WHAT YOU WILL DO.
Your job is to report every line of the entries that has "SlugNamespace".
= = = = = = =
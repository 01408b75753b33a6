//! Bearer credential models.

pub mod record;
pub mod secret;
// std
use std::{
	collections::HashSet,
	sync::{
		Arc,
		atomic::{AtomicUsize, Ordering},
	},
};
// crates.io
use parking_lot::Mutex;
// self
use record_broker::{
	auth::SlugNamespace,
	cache::TieredCache,
	config::SlugConfig,
	error::Error,
	retry::RetryPolicy,
	slug::{FnProbe, SlugAllocator, SlugProbe},
	store::{KvStore, MemoryStore},
};

struct Taken {
	slugs: Mutex<HashSet<String>>,
	probes: AtomicUsize,
}

fn allocator(taken: &Arc<Taken>, config: SlugConfig) -> SlugAllocator {
	let durable: Arc<dyn KvStore> = Arc::new(MemoryStore::default());
	let cache = TieredCache::new(durable, RetryPolicy::none());
	let probe: Arc<dyn SlugProbe> = Arc::new(FnProbe::new({
		let taken = Arc::clone(taken);

		move |_namespace: SlugNamespace, candidate: String| {
			let taken = Arc::clone(&taken);

			async move {
				taken.probes.fetch_add(1, Ordering::SeqCst);

				Ok::<_, Error>(taken.slugs.lock().contains(&candidate))
			}
		}
	}));
	let namespace = SlugNamespace::new("notes").expect("Namespace fixture should be valid.");

	SlugAllocator::new(cache, probe, namespace, config)
}

fn taken_set() -> Arc<Taken> {
	Arc::new(Taken { slugs: Mutex::new(HashSet::new()), probes: AtomicUsize::new(0) })
}

#[tokio::test]
async fn collisions_get_numeric_suffixes() {
	let taken = taken_set();
	let allocator = allocator(&taken, SlugConfig::default());

	for expected in ["ha-noi", "ha-noi-2", "ha-noi-3"] {
		let slug = allocator.allocate("Hà Nội").await.expect("Allocation should succeed.");

		assert_eq!(slug, expected);
		taken.slugs.lock().insert(slug);
	}

	// Taken answers are served from the cache; a claimed slug's cached answer is dropped.
	assert_eq!(taken.probes.load(Ordering::SeqCst), 5);
	assert_eq!(allocator.probe_key("ha-noi"), "slug:notes:ha-noi");
}

#[tokio::test]
async fn gaps_are_reused() {
	let taken = taken_set();

	taken.slugs.lock().extend(["quarterly-report".to_owned(), "quarterly-report-3".to_owned()]);

	let allocator = allocator(&taken, SlugConfig::default());
	let slug = allocator.allocate("Quarterly Report").await.expect("Allocation should succeed.");

	assert_eq!(slug, "quarterly-report-2");
}

#[tokio::test]
async fn allocation_gives_up_after_the_attempt_cap() {
	let taken = taken_set();

	taken.slugs.lock().extend(["draft".to_owned(), "draft-2".to_owned(), "draft-3".to_owned()]);

	let allocator = allocator(&taken, SlugConfig { max_attempts: 3, ..Default::default() });
	let err = allocator.allocate("Draft").await.expect_err("Every candidate is taken.");

	assert!(matches!(err, Error::SlugExhausted { ref base, attempts: 3 } if base == "draft"));
	assert_eq!(taken.probes.load(Ordering::SeqCst), 3);
}

#[tokio::test]
async fn text_without_slug_characters_is_rejected() {
	let taken = taken_set();
	let allocator = allocator(&taken, SlugConfig::default());
	let err = allocator.allocate(" -- !! ").await.expect_err("Nothing slug-safe remains.");

	assert!(matches!(err, Error::EmptySlug { .. }));
	assert_eq!(taken.probes.load(Ordering::SeqCst), 0);
}

#[tokio::test]
async fn probe_failures_propagate() {
	let durable: Arc<dyn KvStore> = Arc::new(MemoryStore::default());
	let cache = TieredCache::new(durable, RetryPolicy::none());
	let probe: Arc<dyn SlugProbe> = Arc::new(FnProbe::new(|_: SlugNamespace, _: String| async {
		Err::<bool, _>(Error::Rejected { status: 403, message: "forbidden".into() })
	}));
	let allocator = SlugAllocator::new(
		cache,
		probe,
		SlugNamespace::new("notes").expect("Namespace fixture should be valid."),
		SlugConfig::default(),
	);
	let err = allocator.allocate("Any title").await.expect_err("Probe failure should surface.");

	assert!(matches!(err, Error::Rejected { status: 403, .. }));
}
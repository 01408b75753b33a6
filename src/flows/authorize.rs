//! Authorization Code + PKCE handshake.

// self
use crate::{
	_prelude::*,
	auth::PendingAuthorization,
	flows::{AuthState, TokenManager},
	http::TokenHttpClient,
	oauth::TransportErrorMapper,
	obs::{self, OpSpan, Operation, Outcome},
	store::{self, PENDING_AUTHORIZATION_KEY},
};

/// Where to send the user, plus the state nonce embedded in the URL.
#[derive(Clone, Debug, PartialEq, Eq)]
pub struct AuthorizationRequest {
	/// Fully formed authorization URL.
	pub url: Url,
	/// CSRF nonce the callback must echo back.
	pub state: String,
}

impl<C, M> TokenManager<C, M>
where
	C: ?Sized + TokenHttpClient,
	M: ?Sized + TransportErrorMapper<C::TransportError>,
{
	/// Starts a new authorization, replacing any pending one.
	///
	/// Generates a fresh PKCE verifier and state nonce, keeps them in the scratch store, and
	/// returns the authorization URL carrying the S256 challenge.
	pub async fn begin_authorization(&self) -> Result<AuthorizationRequest> {
		const OP: Operation = Operation::Authorize;

		let span = OpSpan::new(OP, "begin_authorization");

		obs::record_operation_outcome(OP, Outcome::Attempt);

		let result = span
			.instrument(async {
				let pending = PendingAuthorization::generate();
				let url = self.authorization_url(&pending);

				store::save_json(
					self.scratch.as_ref(),
					PENDING_AUTHORIZATION_KEY,
					&pending,
					Some(self.config.pending_ttl()),
				)
				.await?;
				self.set_state(AuthState::Authorizing);

				Ok(AuthorizationRequest { url, state: pending.state })
			})
			.await;

		obs::record_operation_outcome(OP, Outcome::of(&result));

		result
	}

	/// Finishes the handshake with the `code` and `state` from the redirect.
	///
	/// The pending authorization is consumed before anything else happens, so a replayed callback
	/// fails with [`Error::CsrfMismatch`] and never reaches the token endpoint. A rejected
	/// exchange clears all stored credential state and fails with [`Error::ExchangeFailed`].
	pub async fn complete_authorization(&self, code: &str, state: &str) -> Result<()> {
		const OP: Operation = Operation::Exchange;

		let span = OpSpan::new(OP, "complete_authorization");

		obs::record_operation_outcome(OP, Outcome::Attempt);

		let result = span.instrument(self.complete_inner(code, state)).await;

		obs::record_operation_outcome(OP, Outcome::of(&result));

		result
	}

	async fn complete_inner(&self, code: &str, returned_state: &str) -> Result<()> {
		let _exchange = self.exchange_guard.lock().await;
		let pending = store::load_json::<PendingAuthorization>(
			self.scratch.as_ref(),
			PENDING_AUTHORIZATION_KEY,
		)
		.await?;

		self.scratch.delete(PENDING_AUTHORIZATION_KEY).await?;

		let Some(pending) = pending.filter(|pending| pending.state_matches(returned_state)) else {
			self.abandon_handshake();

			return Err(Error::CsrfMismatch);
		};
		let epoch = self.current_epoch();

		self.set_state(AuthState::Exchanging);
		self.metrics.record_exchange();

		let exchanged = match self.facade() {
			Ok(facade) =>
				facade
					.exchange_code(
						code,
						&pending.code_verifier,
						&self.config.scopes,
						&self.config.redirect_uri,
					)
					.await,
			Err(err) => Err(err),
		};

		match exchanged {
			Ok(record) => match self.persist_record(&record, epoch).await {
				Ok(true) => {
					self.set_state(AuthState::Authenticated);

					Ok(())
				},
				// Logged out mid-exchange; the credential is dropped on purpose.
				Ok(false) => Err(Error::Unauthorized),
				Err(err) => {
					self.set_state(AuthState::Unauthenticated);

					Err(err)
				},
			},
			Err(err) => {
				obs::trace_event(Operation::Exchange, "exchange_failed", &err);
				self.clear().await?;

				Err(Error::ExchangeFailed { source: Arc::new(err) })
			},
		}
	}

	fn abandon_handshake(&self) {
		let mut state = self.state.lock();

		if matches!(*state, AuthState::Authorizing | AuthState::Exchanging) {
			*state = AuthState::Unauthenticated;
		}
	}

	fn authorization_url(&self, pending: &PendingAuthorization) -> Url {
		let mut url = self.descriptor.endpoints.authorization.clone();
		let challenge = pending.code_challenge();

		{
			let mut query = url.query_pairs_mut();

			query
				.append_pair("response_type", "code")
				.append_pair("client_id", &self.config.client_id)
				.append_pair("redirect_uri", self.config.redirect_uri.as_str());

			match self.config.scopes.join(self.descriptor.scope_format.delimiter) {
				Some(scope) => {
					query.append_pair("scope", &scope);
				},
				None if self.descriptor.scope_format.send_when_empty => {
					query.append_pair("scope", "");
				},
				None => {},
			}

			query
				.append_pair("state", &pending.state)
				.append_pair("code_challenge", &challenge)
				.append_pair("code_challenge_method", pending.code_challenge_method().as_str());
		}

		url
	}
}
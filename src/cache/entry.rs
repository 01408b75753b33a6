// self
use crate::_prelude::*;

/// One durable cache entry as persisted in the L2 record.
#[derive(Clone, Debug, PartialEq, Serialize, Deserialize)]
pub struct CacheEntry<T> {
	/// Logical cache key.
	pub key: String,
	/// Cached value.
	pub value: T,
	/// Wall-clock write instant.
	pub stored_at: OffsetDateTime,
	/// Lifetime granted at write time.
	pub ttl: Duration,
}
impl<T> CacheEntry<T> {
	/// Creates an entry stored at `now`.
	pub fn new(key: impl Into<String>, value: T, ttl: Duration, now: OffsetDateTime) -> Self {
		Self { key: key.into(), value, stored_at: now, ttl }
	}

	/// Instant the entry stops being served.
	pub fn expires_at(&self) -> OffsetDateTime {
		self.stored_at + self.ttl
	}

	/// Returns `true` if the entry is alive at `now` and younger than `max_age`.
	pub fn is_fresh_at(&self, now: OffsetDateTime, max_age: Duration) -> bool {
		now < self.expires_at() && now < self.stored_at + max_age
	}
}

#[cfg(test)]
mod tests {
	// crates.io
	use time::macros;
	// self
	use super::*;

	#[test]
	fn freshness_uses_the_tighter_bound() {
		let stored_at = macros::datetime!(2025-03-01 12:00 UTC);
		let entry = CacheEntry::new("records:1", 1, Duration::minutes(5), stored_at);

		assert!(entry.is_fresh_at(stored_at + Duration::minutes(1), Duration::minutes(10)));
		assert!(!entry.is_fresh_at(stored_at + Duration::minutes(2), Duration::minutes(2)));
		assert!(!entry.is_fresh_at(stored_at + Duration::minutes(5), Duration::hours(1)));
	}
}
//! Signing contract used by the record client to attach the bearer credential.

// self
use crate::auth::TokenSecret;

/// Attaches an access token to an outbound request without constraining the HTTP client type.
pub trait RequestSignerExt<Request, Error>
where
	Self: Send + Sync,
{
	/// Consumes the request and returns it carrying the credential.
	fn attach_token(&self, request: Request, token: &TokenSecret) -> Result<Request, Error>;
}

/// Signs requests with `Authorization: Bearer <token>`.
#[derive(Clone, Copy, Debug, Default)]
pub struct BearerSigner;
#[cfg(feature = "reqwest")]
impl RequestSignerExt<reqwest::Request, crate::error::ConfigError> for BearerSigner {
	fn attach_token(
		&self,
		mut request: reqwest::Request,
		token: &TokenSecret,
	) -> Result<reqwest::Request, crate::error::ConfigError> {
		// crates.io
		use reqwest::header::{AUTHORIZATION, HeaderValue};

		let mut value = HeaderValue::try_from(token.bearer_header())
			.map_err(|e| crate::error::ConfigError::HttpRequest { source: std::sync::Arc::new(e) })?;

		value.set_sensitive(true);
		request.headers_mut().insert(AUTHORIZATION, value);

		Ok(request)
	}
}
// std
use std::sync::Arc;
// crates.io
use time::Duration;
// self
use record_broker::store::{self, KvStore, MemoryStore};

#[tokio::test]
async fn set_get_delete_cycle() {
	let store = MemoryStore::default();

	store.set("notes:n1", "first".into(), None).await.expect("Set should succeed.");
	store.set("notes:n1", "second".into(), None).await.expect("Overwrite should succeed.");

	assert_eq!(store.get("notes:n1").await.expect("Get should succeed."), Some("second".into()));
	assert_eq!(store.len(), 1);

	store.delete("notes:n1").await.expect("Delete should succeed.");
	store.delete("notes:n1").await.expect("Deleting a missing key should succeed.");

	assert_eq!(store.get("notes:n1").await.expect("Get should succeed."), None);
	assert!(store.is_empty());
}

#[tokio::test]
async fn expired_values_are_collected_on_read() {
	let store = MemoryStore::default();

	store.set("short", "x".into(), Some(Duration::ZERO)).await.expect("Set should succeed.");
	store.set("long", "y".into(), Some(Duration::hours(1))).await.expect("Set should succeed.");

	assert_eq!(store.len(), 2);
	assert!(!store.contains_key("short"));
	assert!(store.contains_key("long"));
	assert_eq!(store.len(), 1);
}

#[tokio::test]
async fn clones_share_contents() {
	let store = MemoryStore::default();
	let shared: Arc<dyn KvStore> = Arc::new(store.clone());

	store::save_json(shared.as_ref(), "numbers", &[1_u8, 2, 3], None)
		.await
		.expect("Save should succeed.");

	let numbers: Option<Vec<u8>> =
		store::load_json(&store, "numbers").await.expect("Load should succeed.");

	assert_eq!(numbers, Some(vec![1, 2, 3]));
}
= = = = = = =
OUTPUT FOR THIS EXERCISE.
	auth::SlugNamespace,
		move |_namespace: SlugNamespace, candidate: String| {
	let namespace = SlugNamespace::new("notes").expect("Namespace fixture should be valid.");
	let probe: Arc<dyn SlugProbe> = Arc::new(FnProbe::new(|_: SlugNamespace, _: String| async {
		SlugNamespace::new("notes").expect("Namespace fixture should be valid."),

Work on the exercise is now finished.